A. Competitiveness is a factor, I'm sure, as with all siblings. But I was the first one to go into this work, and the drive was there from day one.
Q. Do you read most of the letters you receive every day? Do you read 100 at a sitting?
A. Oh, yes. Reading those letters is a very important part of doing the job, because selecting the letters is the lifeblood of that column. If the letters aren't well selected, the column is no good. I must be alone when I read.
Q. When you started out, you hesitated to mention the word sex, but now . . .
A. Hesitated? I printed a letter on homosexuality the first year that I was writing the column, and the publisher in St. Joe, Mich., let us know that he was not running that column. He printed a box on Page One saying there would be no Ann Landers column today because she's dealing with a subject that we feel is not fit for a family newspaper. Of course, everybody in town ran to buy the Detroit Free Press to see what it was that Ann Landers was talking about that the paper wouldn't print.
Q. Your candor cannot endear you to right-wingers.
A. You are right on. They say you can judge a man's value by his enemies. I have an interesting assortment. The National Rifle Association, pro-lifers, the animal-rights people. For years I have fought to abolish Saturday-night specials and those cop-killing bullets that explode on impact. I have taken a strong stand against the church or state telling women what they can and cannot do with their bodies. We need animal models ((for experiments)), and I've been fighting this battle for years. It gets tougher and tougher. The animal-rights people are powerful and rich.
Q. A wide range of subjects provokes intense feelings among your readers. What is it about toilet paper, for instance, that prompted more than 15,000 letters?

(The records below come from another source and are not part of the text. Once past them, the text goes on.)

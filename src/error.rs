use thiserror::Error;

/// Errors reported to the caller as contract violations.
#[derive(Error, Debug)]
pub enum FilenameError {
    /// Batch sizing was requested for zero items, so there is no maximum.
    #[error("cannot size a column from an empty batch")]
    EmptyBatch,

    /// Column bounds where the end lies before the start.
    #[error("invalid column bounds: end {end_col} is before start {start_col}")]
    InvalidBounds { start_col: usize, end_col: usize },

    /// A blocking resolution task panicked or was cancelled by the runtime.
    #[cfg(feature = "tokio")]
    #[error("resolution task failed: {0}")]
    Join(#[from] tokio::task::JoinError),
}

pub type Result<T> = std::result::Result<T, FilenameError>;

A. Incredible, isn't it? A woman went to visit her cousin in Cincinnati and she said, "Look, you're hanging the toilet paper wrong." Louise replied, "What do you mean?" The cousin said, "You're hanging it so it goes over the top. You're supposed to hang it so that the toilet paper goes down along the wall." I figured this is a subject everybody can relate to, and it was -- well -- different. And I wondered, "How many people really care?" Then I thought, "I care, and I bet thousands of others do too." So I printed it. I discovered 15,000 did care. I like to hang it down the wall. Talk about a compulsion! If I'm a guest in a home and the paper is hung the other way, I'll change it. I know this is crazy, but we all have our areas of nuttiness.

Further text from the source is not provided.